Despite the fact an estimated 100 million Americans suffer from chronic pain costing approximately $640 billion annually in medical expenses and lost productivity, the disease remains widely under treated. This is all the more true for ethnic and racial minorities independent of age, gender, education, wealth and pain intensity. Despite recent efforts by the Institute of Medicine, the DHHS, i.e., its 2016 "National Pain Strategy," and new payment models designed to improve care quality, for example, Accountable Care Organizations and Patient Centered Medical Homes, under treatment persists. Addressing the problem has become all the more difficult over approximately the past decade due to the opioid epidemic that has blurred, if not erased, the line between effective treatment and drug abuse. We face the nearly impossible situation where Americans are simultaneously under treated and over medicated.
During this 29-minute conversation Ms. Christopher discusses why chronic pain continues to be under treated, to what extent, if any, chronic pain measurement and data collection has improved, the work of the Center for Practical Bioethics' PAINS Project and the extent to which the opioid epidemic is undermining chronic pain treatment.

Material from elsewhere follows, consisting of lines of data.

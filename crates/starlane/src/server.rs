//! `StarlaneServer` builder and accept loop.
//!
//! This is the entry point for running the realtime backend. It ties the
//! layers together: transport → protocol → session → realm, with the
//! persistence gateway on the side.

use std::sync::Arc;

use starlane_hub::{RealmConfig, RealmHandle, spawn_realm};
use starlane_persist::PersistenceGateway;
use starlane_protocol::JsonCodec;
use starlane_session::{Authenticator, SessionConfig};
use starlane_transport::{Listener, WebSocketListener};

use crate::StarlaneError;
use crate::handler::handle_connection;

/// Shared server state handed to every connection handler task.
pub(crate) struct ServerState<A: Authenticator, P: PersistenceGateway> {
    pub(crate) auth: A,
    pub(crate) gateway: Arc<P>,
    pub(crate) realm: RealmHandle,
    pub(crate) codec: JsonCodec,
    pub(crate) config: SessionConfig,
}

/// Builder for configuring and starting a Starlane server.
///
/// # Example
///
/// ```rust,ignore
/// use starlane::prelude::*;
///
/// let server = StarlaneServer::builder()
///     .bind("0.0.0.0:3001")
///     .build(my_auth, my_gateway)
///     .await?;
/// server.run().await
/// ```
pub struct StarlaneServerBuilder {
    bind_addr: String,
    session_config: SessionConfig,
    realm_config: RealmConfig,
}

impl StarlaneServerBuilder {
    /// Creates a new builder with default settings.
    pub fn new() -> Self {
        Self {
            bind_addr: "127.0.0.1:3001".to_string(),
            session_config: SessionConfig::default(),
            realm_config: RealmConfig::default(),
        }
    }

    /// Sets the address to bind the server to.
    pub fn bind(mut self, addr: &str) -> Self {
        self.bind_addr = addr.to_string();
        self
    }

    /// Sets the session timeouts.
    pub fn session_config(mut self, config: SessionConfig) -> Self {
        self.session_config = config;
        self
    }

    /// Sets the realm knobs (hub capacity, tick rate, reaper cadence).
    pub fn realm_config(mut self, config: RealmConfig) -> Self {
        self.realm_config = config;
        self
    }

    /// Binds the listener, spawns the realm, and returns the server.
    ///
    /// Uses `JsonCodec` over the WebSocket transport.
    pub async fn build<A, P>(
        self,
        auth: A,
        gateway: P,
    ) -> Result<StarlaneServer<A, P>, StarlaneError>
    where
        A: Authenticator,
        P: PersistenceGateway,
    {
        let listener = WebSocketListener::bind(&self.bind_addr).await?;

        let gateway = Arc::new(gateway);
        let realm = spawn_realm(self.realm_config, Arc::clone(&gateway));

        let state = Arc::new(ServerState {
            auth,
            gateway,
            realm,
            codec: JsonCodec,
            config: self.session_config,
        });

        Ok(StarlaneServer { listener, state })
    }
}

impl Default for StarlaneServerBuilder {
    fn default() -> Self {
        Self::new()
    }
}

/// A running Starlane server.
///
/// Call [`run()`](Self::run) to start accepting connections.
pub struct StarlaneServer<A: Authenticator, P: PersistenceGateway> {
    listener: WebSocketListener,
    state: Arc<ServerState<A, P>>,
}

impl<A, P> StarlaneServer<A, P>
where
    A: Authenticator,
    P: PersistenceGateway,
{
    /// Creates a new builder.
    pub fn builder() -> StarlaneServerBuilder {
        StarlaneServerBuilder::new()
    }

    /// The local address the server is bound to.
    pub fn local_addr(&self) -> std::io::Result<std::net::SocketAddr> {
        self.listener.local_addr()
    }

    /// A handle to the realm actor (embedding, tests, admin tooling).
    pub fn realm(&self) -> RealmHandle {
        self.state.realm.clone()
    }

    /// Runs the accept loop until the process terminates.
    ///
    /// Each accepted connection gets its own handler task; a handler
    /// error ends that connection only.
    pub async fn run(mut self) -> Result<(), StarlaneError> {
        tracing::info!("Starlane server running");

        loop {
            match self.listener.accept().await {
                Ok(conn) => {
                    let state = Arc::clone(&self.state);
                    tokio::spawn(async move {
                        if let Err(e) = handle_connection(conn, state).await {
                            tracing::debug!(error = %e, "connection ended with error");
                        }
                    });
                }
                Err(e) => {
                    tracing::error!(error = %e, "accept failed");
                }
            }
        }
    }
}
//! Forming mission lobbies.
//!
//! A mission lobby is the in-memory member list of a mission that hasn't
//! started yet. The durable record (type, difficulty, leader) is owned by
//! the external store and created *before* the lobby opens; the lobby
//! itself shares the ephemeral presence substrate with hubs and dies with
//! the process. Matchmaking and mission gameplay live elsewhere.

use std::collections::HashMap;

use starlane_protocol::{MissionId, MissionInfo, MissionMember, PlayerId};

use crate::HubError;

/// One forming lobby: the durable record plus the live member list.
/// Members keep insertion order (small lists, capped by `max_players`).
#[derive(Debug)]
pub struct MissionLobby {
    info: MissionInfo,
    members: Vec<MissionMember>,
}

impl MissionLobby {
    /// The durable mission record this lobby fronts.
    pub fn info(&self) -> &MissionInfo {
        &self.info
    }

    /// Copied member list, in join order.
    pub fn members(&self) -> Vec<MissionMember> {
        self.members.clone()
    }

    /// Member player ids, in join order.
    pub fn member_ids(&self) -> Vec<PlayerId> {
        self.members.iter().map(|m| m.player_id).collect()
    }

    fn contains(&self, player: PlayerId) -> bool {
        self.members.iter().any(|m| m.player_id == player)
    }
}

/// All forming lobbies in the realm, with a player → lobby index.
#[derive(Debug, Default)]
pub struct MissionLobbies {
    lobbies: HashMap<MissionId, MissionLobby>,
    by_player: HashMap<PlayerId, MissionId>,
}

impl MissionLobbies {
    pub fn new() -> Self {
        Self::default()
    }

    /// Opens a lobby for a freshly created mission record, seeding it
    /// with the leader.
    pub fn open(&mut self, info: MissionInfo, leader: MissionMember) {
        let mission_id = info.id;
        self.by_player.insert(leader.player_id, mission_id);
        self.lobbies.insert(
            mission_id,
            MissionLobby {
                info,
                members: vec![leader],
            },
        );
    }

    /// Adds a member to a forming lobby.
    ///
    /// Joining a lobby the player is already in replaces nothing and
    /// succeeds (idempotent, mirroring hub re-joins).
    ///
    /// # Errors
    /// - [`HubError::MissionNotActive`] — no such lobby in this realm
    /// - [`HubError::MissionFull`] — member list at `max_players`
    pub fn join(
        &mut self,
        mission_id: MissionId,
        member: MissionMember,
    ) -> Result<&MissionLobby, HubError> {
        let lobby = self
            .lobbies
            .get_mut(&mission_id)
            .ok_or(HubError::MissionNotActive(mission_id))?;

        if !lobby.contains(member.player_id) {
            if lobby.members.len() >= lobby.info.max_players {
                return Err(HubError::MissionFull(mission_id));
            }
            self.by_player.insert(member.player_id, mission_id);
            lobby.members.push(member);
        }
        Ok(lobby)
    }

    /// The lobby a player currently sits in, if any (chat scoping).
    pub fn lobby_of(&self, player: PlayerId) -> Option<MissionId> {
        self.by_player.get(&player).copied()
    }

    /// A lobby's members, or `None` for unknown lobbies.
    pub fn members(&self, mission_id: MissionId) -> Option<Vec<MissionMember>> {
        self.lobbies.get(&mission_id).map(MissionLobby::members)
    }

    /// Drops a player from whatever lobby they sit in. Returns the lobby
    /// id and the remaining member ids for the caller to notify; an
    /// emptied lobby is removed outright.
    pub fn remove_player(&mut self, player: PlayerId) -> Option<(MissionId, Vec<PlayerId>)> {
        let mission_id = self.by_player.remove(&player)?;
        let lobby = self.lobbies.get_mut(&mission_id)?;
        lobby.members.retain(|m| m.player_id != player);

        let remaining = lobby.member_ids();
        if remaining.is_empty() {
            self.lobbies.remove(&mission_id);
            tracing::debug!(%mission_id, "empty mission lobby dropped");
        }
        Some((mission_id, remaining))
    }

    /// Number of open lobbies.
    pub fn len(&self) -> usize {
        self.lobbies.len()
    }

    /// `true` when no lobby is open.
    pub fn is_empty(&self) -> bool {
        self.lobbies.is_empty()
    }
}

// =========================================================================
// Tests
// =========================================================================
//! Per-connection handler: the `auth` handshake, intent routing, and
//! teardown.
//!
//! Each accepted connection runs this handler in its own task:
//!
//!   1. First frame must be the `auth` intent → validate the token
//!   2. Register with the realm → `connected` event
//!   3. Loop: decode intents, route them to the realm in arrival order
//!   4. On close/timeout/error: tear down exactly once (drop guard)
//!
//! The handler owns the session state machine and the player's outbound
//! pump. Intents are forwarded sequentially, which is what preserves the
//! per-player ordering guarantee end to end.

use std::sync::Arc;

use starlane_hub::{EventSender, HubError, RealmHandle};
use starlane_persist::PersistenceGateway;
use starlane_protocol::{ClientIntent, Codec, JsonCodec, PlayerId, ProtocolError, ServerEvent};
use starlane_session::{Authenticator, ConnectionSession, Identity};
use starlane_transport::{Connection, WebSocketConnection};
use tokio::sync::mpsc;

use crate::StarlaneError;
use crate::server::ServerState;

/// Drop guard that tears the player's realm state down when the handler
/// exits — the only teardown site, and it fires even on panic. The
/// session handle lets the realm ignore the teardown if this player has
/// already been superseded by a newer connection.
struct DisconnectGuard {
    player: PlayerId,
    session_handle: String,
    realm: RealmHandle,
}

impl Drop for DisconnectGuard {
    fn drop(&mut self) {
        let realm = self.realm.clone();
        let player = self.player;
        let session_handle = std::mem::take(&mut self.session_handle);
        tokio::spawn(async move {
            let _ = realm.disconnect(player, session_handle).await;
        });
    }
}

/// Handles a single connection from accept to close.
pub(crate) async fn handle_connection<A, P>(
    conn: WebSocketConnection,
    state: Arc<ServerState<A, P>>,
) -> Result<(), StarlaneError>
where
    A: Authenticator,
    P: PersistenceGateway,
{
    let conn_id = conn.id();
    tracing::debug!(%conn_id, "handling new connection");

    let mut session = ConnectionSession::new();

    // --- Step 1: auth handshake ---
    let identity = match authenticate(&conn, &state).await {
        Ok(identity) => identity,
        Err(e) => {
            // Refused: no state was created, nothing to tear down.
            let _ = conn.close().await;
            return Err(e);
        }
    };
    session.authenticate()?;

    let player = identity.player_id;
    tracing::info!(%conn_id, %player, username = %identity.username, "player authenticated");

    // --- Step 2: register with the realm ---
    let (tx, rx) = mpsc::unbounded_channel();
    let session_handle = conn_id.to_string();
    state
        .realm
        .connect(identity, session_handle.clone(), tx.clone())
        .await?;
    let _guard = DisconnectGuard {
        player,
        session_handle,
        realm: state.realm.clone(),
    };

    // --- Step 3: outbound pump (events + server pings) ---
    tokio::spawn(outbound_pump(
        conn.clone(),
        rx,
        state.codec,
        state.config.ping_interval,
    ));

    // --- Step 4: inbound loop with liveness checks ---
    let mut liveness = tokio::time::interval(state.config.liveness_timeout / 2);
    liveness.set_missed_tick_behavior(tokio::time::MissedTickBehavior::Skip);

    let result = loop {
        tokio::select! {
            frame = conn.recv() => match frame {
                Ok(Some(data)) => {
                    let intent: ClientIntent = match state.codec.decode(&data) {
                        Ok(intent) => intent,
                        Err(e) => {
                            // Malformed frames are skipped, not fatal.
                            tracing::debug!(%player, error = %e, "undecodable frame skipped");
                            continue;
                        }
                    };
                    match dispatch_intent(&mut session, intent, player, &state, &tx).await {
                        Ok(true) => break Ok(()),
                        Ok(false) => {}
                        Err(e) => break Err(e),
                    }
                }
                Ok(None) => {
                    tracing::info!(%player, "connection closed");
                    break Ok(());
                }
                Err(e) => {
                    tracing::debug!(%player, error = %e, "recv error");
                    break Ok(());
                }
            },
            _ = liveness.tick() => {
                if conn.last_activity().elapsed() > state.config.liveness_timeout {
                    tracing::info!(%player, "connection timed out (no activity)");
                    break Ok(());
                }
            }
        }
    };

    // Teardown: the session machine closes, our sender drops, and the
    // guard fires the realm disconnect. Once the realm releases its
    // sender too, the pump drains out and closes the socket.
    session.close();
    drop(tx);
    result
}

/// Performs the auth handshake: first frame must be `auth` within the
/// handshake timeout, and the token must validate.
async fn authenticate<A, P>(
    conn: &WebSocketConnection,
    state: &Arc<ServerState<A, P>>,
) -> Result<Identity, StarlaneError>
where
    A: Authenticator,
    P: PersistenceGateway,
{
    let data = match tokio::time::timeout(state.config.handshake_timeout, conn.recv()).await {
        Ok(Ok(Some(data))) => data,
        Ok(Ok(None)) => {
            return Err(ProtocolError::InvalidIntent("connection closed before auth".into()).into());
        }
        Ok(Err(e)) => return Err(StarlaneError::Transport(e)),
        Err(_) => {
            send_direct(conn, &state.codec, "Authentication required").await;
            return Err(ProtocolError::InvalidIntent("auth handshake timed out".into()).into());
        }
    };

    let intent: ClientIntent = state.codec.decode(&data)?;
    let token = match intent {
        ClientIntent::Authenticate { token } => token,
        _ => {
            send_direct(conn, &state.codec, "Authentication required").await;
            return Err(ProtocolError::InvalidIntent("first intent must be auth".into()).into());
        }
    };

    match state.auth.authenticate(&token).await {
        Ok(identity) => Ok(identity),
        Err(e) => {
            send_direct(conn, &state.codec, "Invalid token").await;
            Err(StarlaneError::Session(e))
        }
    }
}

/// Routes one decoded intent. Returns `Ok(true)` when the connection
/// should close.
async fn dispatch_intent<A, P>(
    session: &mut ConnectionSession,
    intent: ClientIntent,
    player: PlayerId,
    state: &Arc<ServerState<A, P>>,
    tx: &EventSender,
) -> Result<bool, StarlaneError>
where
    A: Authenticator,
    P: PersistenceGateway,
{
    match intent {
        ClientIntent::Authenticate { .. } => {
            tracing::debug!(%player, "duplicate auth intent ignored");
        }

        ClientIntent::HubJoin { hub_id, ship_id } => {
            // Ownership check is the one persistence read the join path
            // waits for. Its failure reaches the caller only.
            match state.gateway.get_ship_if_owned(ship_id, player).await {
                Ok(Some(ship)) => match state.realm.hub_join(player, hub_id, ship).await {
                    Ok(()) => {
                        let _ = session.enter_hub(hub_id);
                    }
                    Err(HubError::HubFull(_)) => push_error(tx, "Hub is full"),
                    Err(e) => {
                        tracing::debug!(%player, %hub_id, error = %e, "hub join failed");
                        push_error(tx, "Failed to join hub");
                    }
                },
                Ok(None) => push_error(tx, "Ship not found"),
                Err(e) => {
                    tracing::warn!(%player, error = %e, "ship ownership check failed");
                    push_error(tx, "Failed to join hub");
                }
            }
        }

        ClientIntent::HubUpdate(delta) => {
            // Valid only while in a hub; out-of-hub updates are dropped
            // here, and the realm drops stale ones the same way.
            if session.hub().is_some() {
                state.realm.hub_update(player, delta).await?;
            }
        }

        ClientIntent::HubLeave => {
            state.realm.hub_leave(player).await?;
            session.leave_hub();
        }

        ClientIntent::ChatSend { channel, message } => {
            state.realm.chat_send(player, channel, message).await?;
        }

        ClientIntent::MissionCreate { kind, difficulty } => {
            let location = state.realm.presence_of(player).await?;
            if location.and_then(|l| l.ship_id()).is_none() {
                push_error(tx, "No active ship");
                return Ok(false);
            }
            match state
                .gateway
                .create_mission(player, &kind, difficulty.unwrap_or(1))
                .await
            {
                Ok(mission) => state.realm.mission_open(player, mission).await?,
                Err(e) => {
                    tracing::warn!(%player, error = %e, "mission create failed");
                    push_error(tx, "Failed to create mission");
                }
            }
        }

        ClientIntent::MissionJoin { mission_id } => {
            match state.gateway.get_forming_mission(mission_id).await {
                Ok(Some(mission)) => state.realm.mission_join(player, mission).await?,
                Ok(None) => push_error(tx, "Mission not found or already started"),
                Err(e) => {
                    tracing::warn!(%player, %mission_id, error = %e, "mission lookup failed");
                    push_error(tx, "Failed to join mission");
                }
            }
        }

        ClientIntent::Disconnect => {
            tracing::info!(%player, "client requested disconnect");
            return Ok(true);
        }
    }

    Ok(false)
}

/// Drains the player's event channel onto the socket and keeps the peer
/// alive with periodic pings. Ends when every sender is gone (handler
/// and realm both released theirs) or the socket dies.
async fn outbound_pump(
    conn: WebSocketConnection,
    mut rx: mpsc::UnboundedReceiver<ServerEvent>,
    codec: JsonCodec,
    ping_interval: std::time::Duration,
) {
    let mut pings = tokio::time::interval_at(
        tokio::time::Instant::now() + ping_interval,
        ping_interval,
    );
    pings.set_missed_tick_behavior(tokio::time::MissedTickBehavior::Skip);

    loop {
        tokio::select! {
            event = rx.recv() => match event {
                Some(event) => match codec.encode(&event) {
                    Ok(bytes) => {
                        if conn.send(&bytes).await.is_err() {
                            break;
                        }
                    }
                    Err(e) => tracing::warn!(error = %e, "failed to encode outbound event"),
                },
                None => break,
            },
            _ = pings.tick() => {
                if conn.ping().await.is_err() {
                    break;
                }
            }
        }
    }

    let _ = conn.close().await;
}

/// Queues an `error` event onto the player's outbound channel.
fn push_error(tx: &EventSender, message: &str) {
    let _ = tx.send(ServerEvent::Error {
        message: message.to_string(),
    });
}

/// Sends an `error` event straight down the socket — used before the
/// outbound pump exists (handshake failures).
async fn send_direct(conn: &WebSocketConnection, codec: &JsonCodec, message: &str) {
    if let Ok(bytes) = codec.encode(&ServerEvent::Error {
        message: message.to_string(),
    }) {
        let _ = conn.send(&bytes).await;
    }
}
//! Connection sessions for Starlane.
//!
//! This crate handles the lifecycle of one authenticated realtime
//! connection:
//!
//! 1. **Authentication** — the [`Authenticator`] seam delegates token
//!    validation to the external identity provider and yields an
//!    [`Identity`].
//! 2. **Protocol state** — [`ConnectionSession`] tracks the
//!    `Connecting → Idle/InHub → Closed` lifecycle and guarantees
//!    teardown is claimed exactly once.
//! 3. **Timeouts** — [`SessionConfig`] carries the handshake, liveness,
//!    and ping knobs the connection handler enforces.
//!
//! Sessions are rebuilt from zero on process restart; clients re-run the
//! handshake when they reconnect. Nothing here is persisted.

mod auth;
mod error;
mod session;

pub use auth::{Authenticator, Identity};
pub use error::SessionError;
pub use session::{ConnectionSession, SessionConfig, SessionPhase};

Ms. Myra Christopher is currently the Director of the PAINS Project and as well the Kathleen M. Foley Chair at the Center for Practical Bioethics. She served as President and CEO of the Center from its inception in 1985 through 2011. From 1998 through 2003 she served as National Program Officer at the Robert Wood Johnson Foundation's National Program Office for State-Based Initiatives to Improve End-of-Life Care. She has consulted with numerous organizations including the Joint Commission on the Accreditation of Healthcare Organizations, at CMS in developing the Community State Partnerships to Improve End-of-Life Care initiative, participated in drafting the IOM's 2011 "Relieving Pain in America" report discussed during this interview, as a reviewer on the IOM's 2014 report, "Dying in America" and the DHHS committee that produced the "National Pain Strategy." She has also consulted with the CDC, AARP and other organizations to promote pain and palliative care as public health issues. She is s a founding member of the Coalition to Transform Advanced Illness (CTAC), has served on numerous boards including the Duke University Institute for Care ad the End of Life and has received as well numerous awards including the American Society for Bioethics + Humanities Lifetime Achievement Award in Bioethics.